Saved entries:
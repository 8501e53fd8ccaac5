//! Compile client — how the editor reaches the compile endpoint.

use async_trait::async_trait;
use base64::{engine::general_purpose::STANDARD, Engine};
use bytes::Bytes;
use reqwest::Client;
use serde_json::{json, Value};
use thiserror::Error;
use tracing::debug;

use crate::compile::handlers::PDF_DATA_URL_PREFIX;

const DEFAULT_FAILURE: &str = "LaTeX compilation failed";
const INVALID_RESPONSE: &str = "Invalid response from compilation API";

/// A compiled document as the editor holds it.
#[derive(Debug, Clone, PartialEq, Eq)]
pub enum Artifact {
    /// PDF bytes delivered in the compile response.
    Inline(Bytes),
    /// URL the preview loads the PDF from.
    Remote(String),
}

/// A failed compile, as the user should see it.
#[derive(Debug, Clone, PartialEq, Eq, Error)]
#[error("{message}")]
pub struct CompileError {
    pub message: String,
}

impl CompileError {
    pub fn new(message: impl Into<String>) -> Self {
        Self {
            message: message.into(),
        }
    }
}

#[async_trait]
pub trait CompileClient: Send + Sync {
    async fn compile(&self, source: &str) -> Result<Artifact, CompileError>;
}

/// `CompileClient` over HTTP against `POST <base_url>/api/v1/latex/compile`.
#[derive(Clone)]
pub struct HttpCompileClient {
    client: Client,
    base_url: String,
}

impl HttpCompileClient {
    pub fn new(client: Client, base_url: impl Into<String>) -> Self {
        Self {
            client,
            base_url: base_url.into().trim_end_matches('/').to_string(),
        }
    }
}

#[async_trait]
impl CompileClient for HttpCompileClient {
    async fn compile(&self, source: &str) -> Result<Artifact, CompileError> {
        let url = format!("{}/api/v1/latex/compile", self.base_url);
        let response = self
            .client
            .post(&url)
            .json(&json!({ "latex": source }))
            .send()
            .await
            .map_err(|e| {
                debug!("Compile request failed: {e}");
                CompileError::new("Unable to reach the compilation service")
            })?;

        let ok = response.status().is_success();
        let body: Value = response.json().await.unwrap_or(Value::Null);
        decode_response(ok, &body, &self.base_url)
    }
}

/// Maps a compile-endpoint reply to the client contract. Relative `pdfUrl`s
/// are resolved against `base_url`.
pub(crate) fn decode_response(
    ok: bool,
    body: &Value,
    base_url: &str,
) -> Result<Artifact, CompileError> {
    if !ok || body["success"] != Value::Bool(true) {
        let message = body["error"]
            .as_str()
            .or_else(|| body["message"].as_str())
            .filter(|m| !m.trim().is_empty())
            .unwrap_or(if ok { INVALID_RESPONSE } else { DEFAULT_FAILURE });
        return Err(CompileError::new(message));
    }

    if let Some(pdf) = body["pdf"].as_str() {
        let encoded = pdf.strip_prefix(PDF_DATA_URL_PREFIX).unwrap_or(pdf);
        return STANDARD
            .decode(encoded)
            .map(|bytes| Artifact::Inline(Bytes::from(bytes)))
            .map_err(|_| CompileError::new(INVALID_RESPONSE));
    }

    if let Some(url) = body["pdfUrl"].as_str() {
        let url = if url.starts_with('/') {
            format!("{base_url}{url}")
        } else {
            url.to_string()
        };
        return Ok(Artifact::Remote(url));
    }

    Err(CompileError::new(INVALID_RESPONSE))
}

#[cfg(test)]
mod tests {
    use super::*;
    use std::sync::Arc;

    use tempfile::TempDir;

    use crate::backend::BackendClient;
    use crate::compile::testing::{Script, ScriptedInvoker};
    use crate::config::Config;
    use crate::routes::build_router;
    use crate::state::AppState;

    const BASE: &str = "http://localhost:8080";

    #[test]
    fn test_inline_pdf_decoded() {
        let body = json!({ "success": true, "pdf": "data:application/pdf;base64,JVBERi0xLjc=" });
        assert_eq!(
            decode_response(true, &body, BASE).unwrap(),
            Artifact::Inline(Bytes::from_static(b"%PDF-1.7"))
        );
    }

    #[test]
    fn test_relative_url_resolved() {
        let body = json!({ "success": true, "pdfUrl": "/api/v1/latex/artifacts/abc" });
        assert_eq!(
            decode_response(true, &body, BASE).unwrap(),
            Artifact::Remote("http://localhost:8080/api/v1/latex/artifacts/abc".to_string())
        );
    }

    #[test]
    fn test_error_field_surfaced() {
        let body = json!({ "success": false, "error": "! Undefined control sequence." });
        assert_eq!(
            decode_response(false, &body, BASE).unwrap_err().message,
            "! Undefined control sequence."
        );
    }

    #[test]
    fn test_message_field_surfaced() {
        let body = json!({ "message": "Compilation service unavailable" });
        assert_eq!(
            decode_response(false, &body, BASE).unwrap_err().message,
            "Compilation service unavailable"
        );
    }

    #[test]
    fn test_unreadable_error_body_gets_default() {
        assert_eq!(
            decode_response(false, &Value::Null, BASE).unwrap_err().message,
            DEFAULT_FAILURE
        );
    }

    #[test]
    fn test_success_without_artifact_is_invalid() {
        let body = json!({ "success": true });
        assert_eq!(
            decode_response(true, &body, BASE).unwrap_err().message,
            INVALID_RESPONSE
        );
    }

    async fn serve(invoker: ScriptedInvoker, root: &TempDir) -> String {
        let config = Config::for_tests(root.path());
        let backend = BackendClient::new(&config.backend_api_url).unwrap();
        let app = build_router(AppState::new(config, Arc::new(invoker), backend));

        let listener = tokio::net::TcpListener::bind("127.0.0.1:0").await.unwrap();
        let addr = listener.local_addr().unwrap();
        tokio::spawn(async move {
            axum::serve(listener, app).await.unwrap();
        });
        format!("http://{addr}")
    }

    #[tokio::test]
    async fn test_http_client_against_router() {
        let root = TempDir::new().unwrap();
        let base = serve(ScriptedInvoker::new(Script::EchoSource), &root).await;
        let client = HttpCompileClient::new(Client::new(), base);

        assert_eq!(
            client.compile("\\documentclass{article}").await.unwrap(),
            Artifact::Inline(Bytes::from_static(b"\\documentclass{article}"))
        );
        assert_eq!(
            client.compile("   ").await.unwrap_err().message,
            "No LaTeX content provided"
        );
    }

    #[tokio::test]
    async fn test_http_client_surfaces_compiler_errors() {
        let root = TempDir::new().unwrap();
        let log = "! LaTeX Error: Missing \\begin{document}.\n";
        let base = serve(ScriptedInvoker::new(Script::Reject(log)), &root).await;
        let client = HttpCompileClient::new(Client::new(), base);

        assert_eq!(
            client.compile("Hello").await.unwrap_err().message,
            "! LaTeX Error: Missing \\begin{document}."
        );
    }

    #[tokio::test]
    async fn test_unreachable_service() {
        let client = HttpCompileClient::new(Client::new(), "http://127.0.0.1:9");
        assert_eq!(
            client.compile("x").await.unwrap_err().message,
            "Unable to reach the compilation service"
        );
    }

    #[test]
    fn test_corrupt_base64_is_invalid() {
        let body = json!({ "success": true, "pdf": "data:application/pdf;base64,%%%" });
        assert_eq!(
            decode_response(true, &body, BASE).unwrap_err().message,
            INVALID_RESPONSE
        );
    }
}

WORK TO COMPLETE: Only the lines from the beginning of the data above through the line containing "use tracing::debug;" should be repeated, exactly as they appear.

FINAL ANSWER:
repository 8501e53fd8ccaac5
//! Compile client — how the editor reaches the compile endpoint.

use async_trait::async_trait;
use base64::{engine::general_purpose::STANDARD, Engine};
use bytes::Bytes;
use reqwest::Client;
use serde_json::{json, Value};
use thiserror::Error;
use tracing::debug;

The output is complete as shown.